▸ RECORDED INFORMATION
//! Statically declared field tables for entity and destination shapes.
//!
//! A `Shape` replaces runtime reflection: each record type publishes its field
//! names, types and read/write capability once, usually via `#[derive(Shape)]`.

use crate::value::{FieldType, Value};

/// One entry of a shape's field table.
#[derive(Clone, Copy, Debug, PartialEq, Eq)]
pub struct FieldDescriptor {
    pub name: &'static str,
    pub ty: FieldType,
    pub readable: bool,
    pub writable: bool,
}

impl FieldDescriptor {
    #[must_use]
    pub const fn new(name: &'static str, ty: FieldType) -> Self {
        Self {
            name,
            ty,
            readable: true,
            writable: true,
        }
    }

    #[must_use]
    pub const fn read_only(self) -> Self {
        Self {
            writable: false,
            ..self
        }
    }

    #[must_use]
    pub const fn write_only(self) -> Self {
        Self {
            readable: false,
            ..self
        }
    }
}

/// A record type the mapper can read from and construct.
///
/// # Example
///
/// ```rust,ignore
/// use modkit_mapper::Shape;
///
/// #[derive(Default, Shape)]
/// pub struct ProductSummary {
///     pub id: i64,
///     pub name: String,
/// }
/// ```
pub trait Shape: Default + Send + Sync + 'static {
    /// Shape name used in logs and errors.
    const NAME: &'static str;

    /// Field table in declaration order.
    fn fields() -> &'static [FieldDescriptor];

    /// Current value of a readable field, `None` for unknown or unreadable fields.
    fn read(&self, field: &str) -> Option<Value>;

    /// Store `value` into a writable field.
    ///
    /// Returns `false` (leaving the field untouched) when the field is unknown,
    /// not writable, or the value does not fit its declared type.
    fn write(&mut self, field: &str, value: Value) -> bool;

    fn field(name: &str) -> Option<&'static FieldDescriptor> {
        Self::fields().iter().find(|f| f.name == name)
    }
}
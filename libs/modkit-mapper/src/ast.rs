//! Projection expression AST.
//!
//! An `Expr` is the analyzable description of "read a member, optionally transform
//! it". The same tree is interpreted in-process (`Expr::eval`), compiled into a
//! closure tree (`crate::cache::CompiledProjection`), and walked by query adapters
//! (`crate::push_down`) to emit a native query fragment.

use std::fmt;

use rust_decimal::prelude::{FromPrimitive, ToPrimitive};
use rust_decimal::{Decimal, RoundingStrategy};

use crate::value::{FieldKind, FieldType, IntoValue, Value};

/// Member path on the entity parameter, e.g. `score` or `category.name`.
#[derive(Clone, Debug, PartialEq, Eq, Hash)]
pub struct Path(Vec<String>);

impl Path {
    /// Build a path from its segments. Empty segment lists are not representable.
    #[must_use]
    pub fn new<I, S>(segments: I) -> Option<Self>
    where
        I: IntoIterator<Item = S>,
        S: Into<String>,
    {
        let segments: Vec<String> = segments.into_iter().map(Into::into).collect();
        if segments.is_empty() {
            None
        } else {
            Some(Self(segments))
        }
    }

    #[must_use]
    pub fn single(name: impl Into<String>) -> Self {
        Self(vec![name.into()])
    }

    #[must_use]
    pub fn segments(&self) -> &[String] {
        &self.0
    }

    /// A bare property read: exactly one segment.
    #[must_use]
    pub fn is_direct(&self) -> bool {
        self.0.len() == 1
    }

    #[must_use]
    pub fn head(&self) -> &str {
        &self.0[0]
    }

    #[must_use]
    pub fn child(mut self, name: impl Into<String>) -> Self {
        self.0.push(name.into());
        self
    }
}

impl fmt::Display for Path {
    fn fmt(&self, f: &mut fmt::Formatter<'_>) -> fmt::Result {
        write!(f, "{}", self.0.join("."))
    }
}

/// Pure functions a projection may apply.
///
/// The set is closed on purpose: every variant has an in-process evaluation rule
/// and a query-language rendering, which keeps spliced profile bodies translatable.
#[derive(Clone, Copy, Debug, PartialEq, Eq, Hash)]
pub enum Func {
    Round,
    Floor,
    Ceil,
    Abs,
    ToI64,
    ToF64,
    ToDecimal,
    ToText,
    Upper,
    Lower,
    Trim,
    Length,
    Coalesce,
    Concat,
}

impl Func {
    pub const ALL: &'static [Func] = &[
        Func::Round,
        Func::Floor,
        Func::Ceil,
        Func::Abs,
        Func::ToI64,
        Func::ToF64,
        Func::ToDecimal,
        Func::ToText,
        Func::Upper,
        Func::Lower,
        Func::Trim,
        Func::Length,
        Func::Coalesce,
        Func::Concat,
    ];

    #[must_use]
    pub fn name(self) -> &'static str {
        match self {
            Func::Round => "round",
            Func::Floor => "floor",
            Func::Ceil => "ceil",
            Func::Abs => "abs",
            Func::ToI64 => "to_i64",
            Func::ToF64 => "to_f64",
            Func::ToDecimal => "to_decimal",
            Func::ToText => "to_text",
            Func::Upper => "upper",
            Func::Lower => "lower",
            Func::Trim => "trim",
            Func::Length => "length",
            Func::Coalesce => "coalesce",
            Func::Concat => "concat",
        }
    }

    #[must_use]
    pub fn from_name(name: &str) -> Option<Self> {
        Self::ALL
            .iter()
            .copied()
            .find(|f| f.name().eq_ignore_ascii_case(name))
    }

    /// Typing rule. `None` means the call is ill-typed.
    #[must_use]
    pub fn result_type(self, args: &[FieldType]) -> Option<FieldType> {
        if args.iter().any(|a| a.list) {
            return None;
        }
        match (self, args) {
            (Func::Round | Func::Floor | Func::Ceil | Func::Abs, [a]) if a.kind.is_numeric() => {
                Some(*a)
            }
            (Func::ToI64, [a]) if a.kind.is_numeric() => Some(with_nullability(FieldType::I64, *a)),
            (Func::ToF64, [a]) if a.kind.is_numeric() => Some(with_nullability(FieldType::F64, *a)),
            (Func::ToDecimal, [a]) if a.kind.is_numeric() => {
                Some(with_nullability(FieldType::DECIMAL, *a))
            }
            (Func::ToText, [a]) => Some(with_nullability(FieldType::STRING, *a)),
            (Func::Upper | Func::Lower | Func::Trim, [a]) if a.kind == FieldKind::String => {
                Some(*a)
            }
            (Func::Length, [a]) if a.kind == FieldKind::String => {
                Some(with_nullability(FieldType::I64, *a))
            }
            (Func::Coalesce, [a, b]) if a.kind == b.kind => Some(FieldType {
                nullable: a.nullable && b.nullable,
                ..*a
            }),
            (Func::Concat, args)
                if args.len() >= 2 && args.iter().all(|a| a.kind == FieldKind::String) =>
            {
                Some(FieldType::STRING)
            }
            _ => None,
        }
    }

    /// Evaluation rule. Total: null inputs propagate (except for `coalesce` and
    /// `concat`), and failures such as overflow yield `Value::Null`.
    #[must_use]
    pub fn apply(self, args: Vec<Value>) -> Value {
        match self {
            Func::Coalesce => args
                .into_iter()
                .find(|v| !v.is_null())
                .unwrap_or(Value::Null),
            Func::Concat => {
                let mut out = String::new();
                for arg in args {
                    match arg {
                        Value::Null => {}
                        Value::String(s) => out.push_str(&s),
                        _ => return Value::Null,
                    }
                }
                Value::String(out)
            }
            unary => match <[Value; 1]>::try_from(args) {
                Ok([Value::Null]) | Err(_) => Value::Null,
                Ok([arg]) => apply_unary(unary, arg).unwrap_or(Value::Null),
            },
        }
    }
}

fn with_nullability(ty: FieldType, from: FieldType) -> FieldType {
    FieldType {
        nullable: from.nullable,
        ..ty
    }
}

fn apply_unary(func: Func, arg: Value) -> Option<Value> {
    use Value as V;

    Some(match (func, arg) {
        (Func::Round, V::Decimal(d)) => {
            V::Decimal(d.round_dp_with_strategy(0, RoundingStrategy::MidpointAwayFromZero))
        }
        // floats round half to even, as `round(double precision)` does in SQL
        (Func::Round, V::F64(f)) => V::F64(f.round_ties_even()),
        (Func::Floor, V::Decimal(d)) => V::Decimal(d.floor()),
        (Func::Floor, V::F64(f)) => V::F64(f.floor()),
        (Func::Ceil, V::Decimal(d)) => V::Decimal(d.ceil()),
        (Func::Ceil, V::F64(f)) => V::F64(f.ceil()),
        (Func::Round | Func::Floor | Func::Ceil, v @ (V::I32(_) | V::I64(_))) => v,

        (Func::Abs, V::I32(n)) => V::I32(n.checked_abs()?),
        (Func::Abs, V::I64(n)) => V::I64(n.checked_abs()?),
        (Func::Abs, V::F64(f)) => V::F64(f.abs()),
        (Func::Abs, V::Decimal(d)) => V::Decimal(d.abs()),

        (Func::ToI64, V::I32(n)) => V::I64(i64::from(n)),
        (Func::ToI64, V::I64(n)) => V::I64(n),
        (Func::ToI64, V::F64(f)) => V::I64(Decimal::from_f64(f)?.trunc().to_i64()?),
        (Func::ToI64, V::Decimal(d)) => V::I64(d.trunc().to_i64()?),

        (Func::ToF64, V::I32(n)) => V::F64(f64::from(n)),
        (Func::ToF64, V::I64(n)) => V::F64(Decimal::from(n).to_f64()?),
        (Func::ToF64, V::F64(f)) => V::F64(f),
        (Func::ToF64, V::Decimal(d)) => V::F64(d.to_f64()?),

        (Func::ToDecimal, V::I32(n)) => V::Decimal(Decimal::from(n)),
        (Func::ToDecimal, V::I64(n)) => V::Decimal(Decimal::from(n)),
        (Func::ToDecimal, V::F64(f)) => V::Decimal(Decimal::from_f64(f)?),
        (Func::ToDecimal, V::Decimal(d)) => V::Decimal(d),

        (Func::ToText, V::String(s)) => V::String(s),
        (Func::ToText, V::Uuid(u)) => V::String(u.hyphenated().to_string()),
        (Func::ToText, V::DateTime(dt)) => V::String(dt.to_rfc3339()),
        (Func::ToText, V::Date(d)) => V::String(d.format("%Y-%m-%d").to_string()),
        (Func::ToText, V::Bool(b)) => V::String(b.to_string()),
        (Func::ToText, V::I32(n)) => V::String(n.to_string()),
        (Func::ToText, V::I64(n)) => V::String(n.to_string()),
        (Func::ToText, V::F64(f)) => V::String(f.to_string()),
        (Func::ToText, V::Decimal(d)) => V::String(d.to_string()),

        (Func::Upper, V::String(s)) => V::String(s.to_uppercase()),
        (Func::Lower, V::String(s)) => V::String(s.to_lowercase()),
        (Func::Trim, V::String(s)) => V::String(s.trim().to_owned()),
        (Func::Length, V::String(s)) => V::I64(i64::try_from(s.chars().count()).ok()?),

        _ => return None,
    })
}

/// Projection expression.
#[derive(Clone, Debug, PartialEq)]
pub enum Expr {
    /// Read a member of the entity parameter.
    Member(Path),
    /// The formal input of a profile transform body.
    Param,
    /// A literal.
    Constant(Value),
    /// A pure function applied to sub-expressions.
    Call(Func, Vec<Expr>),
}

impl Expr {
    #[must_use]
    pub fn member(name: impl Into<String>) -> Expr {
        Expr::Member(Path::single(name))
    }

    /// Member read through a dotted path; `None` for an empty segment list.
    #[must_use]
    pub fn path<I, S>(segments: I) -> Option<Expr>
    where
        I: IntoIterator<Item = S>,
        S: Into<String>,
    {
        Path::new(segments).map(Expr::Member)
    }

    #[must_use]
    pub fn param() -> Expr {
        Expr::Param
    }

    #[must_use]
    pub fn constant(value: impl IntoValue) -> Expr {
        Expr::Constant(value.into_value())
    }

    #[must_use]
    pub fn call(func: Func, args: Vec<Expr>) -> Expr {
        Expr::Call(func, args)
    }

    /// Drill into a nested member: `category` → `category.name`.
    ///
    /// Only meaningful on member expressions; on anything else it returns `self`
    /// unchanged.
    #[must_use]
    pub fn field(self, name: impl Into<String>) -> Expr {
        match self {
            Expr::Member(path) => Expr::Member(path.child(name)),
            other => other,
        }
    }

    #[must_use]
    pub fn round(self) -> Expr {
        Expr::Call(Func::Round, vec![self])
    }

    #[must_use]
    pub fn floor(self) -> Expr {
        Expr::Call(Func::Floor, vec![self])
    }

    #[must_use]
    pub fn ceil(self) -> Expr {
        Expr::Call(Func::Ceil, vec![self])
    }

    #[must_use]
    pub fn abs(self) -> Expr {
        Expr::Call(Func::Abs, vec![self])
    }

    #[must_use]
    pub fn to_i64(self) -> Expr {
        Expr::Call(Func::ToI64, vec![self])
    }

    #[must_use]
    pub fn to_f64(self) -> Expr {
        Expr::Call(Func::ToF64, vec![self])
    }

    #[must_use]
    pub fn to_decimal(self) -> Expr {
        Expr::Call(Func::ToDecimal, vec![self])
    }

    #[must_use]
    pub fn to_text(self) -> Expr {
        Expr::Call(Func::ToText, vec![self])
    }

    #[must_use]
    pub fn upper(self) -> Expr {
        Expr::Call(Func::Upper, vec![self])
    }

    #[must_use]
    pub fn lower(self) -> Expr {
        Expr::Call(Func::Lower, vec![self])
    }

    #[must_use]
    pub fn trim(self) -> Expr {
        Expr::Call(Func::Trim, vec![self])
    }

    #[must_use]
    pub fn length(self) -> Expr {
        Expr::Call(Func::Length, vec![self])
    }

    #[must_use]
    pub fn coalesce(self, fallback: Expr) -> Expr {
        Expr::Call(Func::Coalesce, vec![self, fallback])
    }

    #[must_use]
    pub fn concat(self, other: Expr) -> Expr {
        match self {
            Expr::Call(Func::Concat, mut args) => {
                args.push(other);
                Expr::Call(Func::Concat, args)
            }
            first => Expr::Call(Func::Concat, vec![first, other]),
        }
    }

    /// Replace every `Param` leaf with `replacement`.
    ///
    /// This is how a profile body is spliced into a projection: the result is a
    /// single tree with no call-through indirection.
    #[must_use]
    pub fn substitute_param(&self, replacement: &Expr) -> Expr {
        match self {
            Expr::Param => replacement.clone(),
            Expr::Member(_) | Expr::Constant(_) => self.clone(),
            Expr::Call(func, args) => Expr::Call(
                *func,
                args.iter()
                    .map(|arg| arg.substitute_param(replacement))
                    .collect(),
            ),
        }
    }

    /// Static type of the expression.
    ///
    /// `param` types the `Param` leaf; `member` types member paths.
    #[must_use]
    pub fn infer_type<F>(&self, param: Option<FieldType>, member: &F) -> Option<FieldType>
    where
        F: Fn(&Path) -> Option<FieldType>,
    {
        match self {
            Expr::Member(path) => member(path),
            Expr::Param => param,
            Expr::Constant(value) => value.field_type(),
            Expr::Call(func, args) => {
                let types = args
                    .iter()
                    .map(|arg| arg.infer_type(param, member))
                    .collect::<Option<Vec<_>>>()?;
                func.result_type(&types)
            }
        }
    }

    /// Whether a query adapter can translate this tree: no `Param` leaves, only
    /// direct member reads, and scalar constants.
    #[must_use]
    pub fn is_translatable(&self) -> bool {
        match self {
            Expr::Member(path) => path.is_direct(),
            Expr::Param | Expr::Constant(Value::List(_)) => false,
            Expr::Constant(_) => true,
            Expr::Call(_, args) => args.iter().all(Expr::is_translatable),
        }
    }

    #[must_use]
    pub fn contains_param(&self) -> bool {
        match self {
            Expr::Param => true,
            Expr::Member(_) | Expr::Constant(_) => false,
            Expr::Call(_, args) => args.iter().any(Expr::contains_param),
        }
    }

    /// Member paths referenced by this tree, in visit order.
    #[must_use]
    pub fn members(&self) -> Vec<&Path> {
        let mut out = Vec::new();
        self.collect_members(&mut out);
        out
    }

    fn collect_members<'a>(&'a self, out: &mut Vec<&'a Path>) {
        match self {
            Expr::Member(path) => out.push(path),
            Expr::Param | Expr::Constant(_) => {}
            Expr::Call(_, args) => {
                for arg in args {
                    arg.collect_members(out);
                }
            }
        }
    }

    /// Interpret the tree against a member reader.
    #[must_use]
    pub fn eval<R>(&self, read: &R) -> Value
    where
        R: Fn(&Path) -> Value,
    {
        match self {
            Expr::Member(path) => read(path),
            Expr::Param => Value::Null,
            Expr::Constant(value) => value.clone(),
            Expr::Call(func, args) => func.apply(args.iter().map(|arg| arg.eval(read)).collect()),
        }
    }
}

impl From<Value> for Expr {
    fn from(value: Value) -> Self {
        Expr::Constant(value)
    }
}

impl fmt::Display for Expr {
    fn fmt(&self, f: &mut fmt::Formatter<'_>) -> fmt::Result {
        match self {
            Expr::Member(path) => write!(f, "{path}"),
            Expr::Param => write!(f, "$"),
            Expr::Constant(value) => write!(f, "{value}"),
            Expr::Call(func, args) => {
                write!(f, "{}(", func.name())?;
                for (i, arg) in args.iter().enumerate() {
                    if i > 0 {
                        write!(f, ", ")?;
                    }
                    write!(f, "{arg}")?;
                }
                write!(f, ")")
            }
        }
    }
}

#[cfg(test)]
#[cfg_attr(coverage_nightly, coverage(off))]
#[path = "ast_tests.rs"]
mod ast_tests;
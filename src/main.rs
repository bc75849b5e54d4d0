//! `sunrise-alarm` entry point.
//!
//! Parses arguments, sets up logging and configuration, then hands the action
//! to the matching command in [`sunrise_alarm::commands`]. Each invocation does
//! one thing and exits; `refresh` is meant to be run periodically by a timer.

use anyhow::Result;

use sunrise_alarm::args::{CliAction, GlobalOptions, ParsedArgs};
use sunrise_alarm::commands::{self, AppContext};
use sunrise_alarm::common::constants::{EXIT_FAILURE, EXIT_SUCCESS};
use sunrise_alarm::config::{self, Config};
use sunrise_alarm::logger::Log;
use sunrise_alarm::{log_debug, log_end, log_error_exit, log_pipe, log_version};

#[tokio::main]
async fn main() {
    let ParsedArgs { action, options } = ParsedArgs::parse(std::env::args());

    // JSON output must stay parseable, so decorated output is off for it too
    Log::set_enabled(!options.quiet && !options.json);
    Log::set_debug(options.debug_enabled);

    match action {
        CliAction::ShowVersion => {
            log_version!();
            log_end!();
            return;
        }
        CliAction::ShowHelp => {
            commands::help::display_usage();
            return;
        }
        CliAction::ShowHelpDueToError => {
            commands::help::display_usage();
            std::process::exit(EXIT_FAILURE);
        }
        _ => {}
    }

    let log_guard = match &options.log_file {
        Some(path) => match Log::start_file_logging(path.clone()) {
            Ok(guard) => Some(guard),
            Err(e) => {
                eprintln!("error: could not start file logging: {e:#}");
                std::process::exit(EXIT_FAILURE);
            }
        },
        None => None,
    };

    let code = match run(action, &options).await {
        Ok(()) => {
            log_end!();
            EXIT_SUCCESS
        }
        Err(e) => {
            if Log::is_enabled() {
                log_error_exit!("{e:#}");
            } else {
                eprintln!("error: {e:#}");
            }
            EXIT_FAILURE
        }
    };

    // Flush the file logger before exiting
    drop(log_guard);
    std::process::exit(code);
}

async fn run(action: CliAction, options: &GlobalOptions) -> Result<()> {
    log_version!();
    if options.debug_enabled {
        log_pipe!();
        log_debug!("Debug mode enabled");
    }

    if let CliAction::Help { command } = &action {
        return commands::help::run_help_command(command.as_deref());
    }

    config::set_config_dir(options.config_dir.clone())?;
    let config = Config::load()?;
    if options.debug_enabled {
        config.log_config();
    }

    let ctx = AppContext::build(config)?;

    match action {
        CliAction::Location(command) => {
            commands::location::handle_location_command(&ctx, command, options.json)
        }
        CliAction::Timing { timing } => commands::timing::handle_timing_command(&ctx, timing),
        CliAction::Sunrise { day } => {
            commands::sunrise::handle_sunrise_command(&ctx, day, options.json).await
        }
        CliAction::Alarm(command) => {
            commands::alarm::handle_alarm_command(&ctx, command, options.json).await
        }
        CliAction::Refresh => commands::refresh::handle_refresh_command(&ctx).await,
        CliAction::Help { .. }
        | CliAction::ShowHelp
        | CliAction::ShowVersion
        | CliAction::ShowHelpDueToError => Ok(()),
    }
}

▸ ACTION ITEM
Pick out and copy the lines of the entries that hold the string "GlobalOptions".

▸ SOLVED EXERCISE
use sunrise_alarm::args::{CliAction, GlobalOptions, ParsedArgs};
async fn run(action: CliAction, options: &GlobalOptions) -> Result<()> {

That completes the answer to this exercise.